Tuesday, August 17, 2021

The Nature of Small Birds


      BOOK REVIEW:   In 1975, three thousand children were airlifted out of Saigon to be adopted into Western homes. When one of those children announces her plans to return to Vietnam to find her birth mother, her loving adopted family is suddenly thrown back to the events surrounding her unconventional arrival in their lives. 

     Mindy's father grapples with the tension between holding on too tightly and letting his daughter spread her wings. Her mother undergoes the emotional roller coaster inherent in the adoption of a child from a war-torn country, discovering the joy hidden amid the difficulties. And Mindy and her sister struggle to find the strength to accept each other as they both discover who they truly are. 

     Told through three distinct voices in three compelling timelines, The Nature of Small Birds is a hopeful story that explores the meaning of family far beyond genetic code. 
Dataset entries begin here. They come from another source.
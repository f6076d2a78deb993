//! Cart acknowledgments routed into the session log.

use storefront_commerce::cart::{CartChange, CartNotice, CartNotifier};

use crate::{LogLevel, SessionLogger};

/// Logs every cart notice, then hands it to an optional inner notifier.
pub struct NotifyingLogger {
    logger: SessionLogger,
    inner: Option<Box<dyn CartNotifier>>,
}

impl NotifyingLogger {
    pub fn new(logger: SessionLogger) -> Self {
        Self {
            logger,
            inner: None,
        }
    }

    /// Also deliver notices to `notifier` (a terminal toast, for example).
    pub fn forward_to(mut self, notifier: impl CartNotifier + 'static) -> Self {
        self.inner = Some(Box::new(notifier));
        self
    }
}

impl CartNotifier for NotifyingLogger {
    fn notify(&self, notice: &CartNotice) {
        let level = match notice.change {
            CartChange::Rejected { .. } | CartChange::Capped { .. } => LogLevel::Warn,
            _ => LogLevel::Info,
        };
        self.logger
            .builder(level, notice.title.clone())
            .field("description", notice.description.clone())
            .fields_from("change", &notice.change)
            .emit();

        if let Some(inner) = &self.inner {
            inner.notify(notice);
        }
    }
}

#[cfg(test)]
mod tests {
    use super::*;
    use crate::{LogFormat, LogSink};
    use std::cell::Cell;
    use std::rc::Rc;
    use storefront_commerce::prelude::*;

    #[test]
    fn test_cart_changes_are_logged() {
        let (sink, lines) = LogSink::buffer();
        let logger = SessionLogger::new(SessionId::new("s-9"))
            .with_format(LogFormat::Json)
            .with_sink(sink);
        let forwarded = Rc::new(Cell::new(0));
        let counter = Rc::clone(&forwarded);
        let notifier = NotifyingLogger::new(logger)
            .forward_to(move |_: &CartNotice| counter.set(counter.get() + 1));

        let mut cart = CartStore::default().with_notifier(notifier);
        let product = Product::new("1", "Office Elite", Category::Work, Money::new(79999, Currency::USD));
        cart.add_to_cart(&product);
        cart.update_quantity(&product.id, 3);

        let lines = lines.lock().unwrap();
        assert_eq!(lines.len(), 2);
        let first: serde_json::Value = serde_json::from_str(&lines[0]).unwrap();
        assert_eq!(first["message"], "Added to cart");
        assert_eq!(first["kind"], "added");
        assert_eq!(first["product_id"], "1");
        assert_eq!(first["session_id"], "s-9");

        let second: serde_json::Value = serde_json::from_str(&lines[1]).unwrap();
        assert_eq!(second["kind"], "updated");
        assert_eq!(second["quantity"], 3);
        assert_eq!(forwarded.get(), 2);
    }
}
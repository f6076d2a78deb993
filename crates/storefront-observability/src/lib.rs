//! Session logging for the storefront.
//!
//! This crate provides:
//! - `SessionLogger` - Structured logging with shopping session context
//! - `NotifyingLogger` - A cart notifier that logs every acknowledgment

mod logging;
mod notify;

pub use logging::*;
pub use notify::*;

// Re-export SessionId from storefront-commerce for convenience
pub use storefront_commerce::SessionId;
//! Tracking status for shipment history entries.

use serde::{Deserialize, Serialize};

/// Status carried by a single tracking update.
///
/// A shipment's delivered/active state is always derived from the most
/// recent update; it is never stored on the shipment row itself.
#[derive(Debug, Clone, Copy, PartialEq, Eq, Hash, Serialize, Deserialize, Default)]
#[cfg_attr(feature = "postgres", derive(sqlx::Type))]
#[cfg_attr(
    feature = "postgres",
    sqlx(type_name = "tracking_status", rename_all = "snake_case")
)]
#[serde(rename_all = "snake_case")]
pub enum TrackingStatus {
    #[default]
    Created,
    PickedUp,
    InTransit,
    OutForDelivery,
    Delivered,
}

impl TrackingStatus {
    /// Terminal state: a shipment whose latest update is `Delivered` is no
    /// longer active.
    #[must_use]
    pub const fn is_delivered(self) -> bool {
        matches!(self, Self::Delivered)
    }

    /// Stable snake_case name, matching both the JSON and database forms.
    #[must_use]
    pub const fn as_str(self) -> &'static str {
        match self {
            Self::Created => "created",
            Self::PickedUp => "picked_up",
            Self::InTransit => "in_transit",
            Self::OutForDelivery => "out_for_delivery",
            Self::Delivered => "delivered",
        }
    }

    /// Human-readable label for templates.
    #[must_use]
    pub const fn label(self) -> &'static str {
        match self {
            Self::Created => "Created",
            Self::PickedUp => "Picked up",
            Self::InTransit => "In transit",
            Self::OutForDelivery => "Out for delivery",
            Self::Delivered => "Delivered",
        }
    }
}

impl std::fmt::Display for TrackingStatus {
    fn fmt(&self, f: &mut std::fmt::Formatter<'_>) -> std::fmt::Result {
        f.write_str(self.as_str())
    }
}

impl std::str::FromStr for TrackingStatus {
    type Err = String;

    fn from_str(s: &str) -> Result<Self, Self::Err> {
        match s {
            "created" => Ok(Self::Created),
            "picked_up" => Ok(Self::PickedUp),
            "in_transit" => Ok(Self::InTransit),
            "out_for_delivery" => Ok(Self::OutForDelivery),
            "delivered" => Ok(Self::Delivered),
            _ => Err(format!("invalid tracking status: {s}")),
        }
    }
}

#[cfg(test)]
mod tests {
    use super::*;

    const ALL: [TrackingStatus; 5] = [
        TrackingStatus::Created,
        TrackingStatus::PickedUp,
        TrackingStatus::InTransit,
        TrackingStatus::OutForDelivery,
        TrackingStatus::Delivered,
    ];

    #[test]
    fn test_only_delivered_is_terminal() {
        for status in ALL {
            assert_eq!(
                status.is_delivered(),
                status == TrackingStatus::Delivered,
                "{status}"
            );
        }
    }

    #[test]
    fn test_as_str_parses_back() {
        for status in ALL {
            let parsed: TrackingStatus = status.as_str().parse().expect("parses back");
            assert_eq!(parsed, status);
        }
    }

    #[test]
    fn test_serde_is_snake_case() {
        let json = serde_json::to_string(&TrackingStatus::OutForDelivery).expect("serialize");
        assert_eq!(json, "\"out_for_delivery\"");
    }
}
     MY REVIEW:   This story is about Mindy Matthews, who came to America from Vietnam in the Babylift operation when she was 4 years old. The book is written from three different points in her life, and none of them are from her perspective. 1975 is read from her mother's eye when she joins the family. 1988 centers on her sister Sonny while they're in high school. And 2013 is set on her father, and read as current day, with Mindy being 42 years old. It is an interesting way to tell a story about a person without having that person be the main character. I think I would have preferred if there was less jumping between the years, or if the chapters had been longer. It was  little difficult to get accustomed to the characters with short bursts of time. But it did keep the story moving. I wish there had been more about Mindy's life when she was first adopted, or even more about searching for her Vietnamese family. In the current setting, she is newly divorced (which was pretty disappointing to find in a Christian book), and this seems like a distraction from that.  Her family is having a harder time being ok with it than they thought they would. This book has a theme of letting go, but also of letting in. Mindy was accepted as an adopted daughter, and now she is encouraged to pursue her birth family. There are a few other instances of people letting others in or letting them go, and some that don't learn. 

     My favorite parts of the story are when Mindy was 4 and learning English, the eccentric lady the girls worked for in high school, and Mindy's grandfather as he sneaks sugar past his domineering wife who insists that coffee must be drunk black or not at all. I would say that there was less of God's involvement in their lives than I wished; it didn't seem like they turned to Him much for guidance in their lives, even really in the big things they faced.  


I received a copy of this book from REVELL and was not required to write a positive review.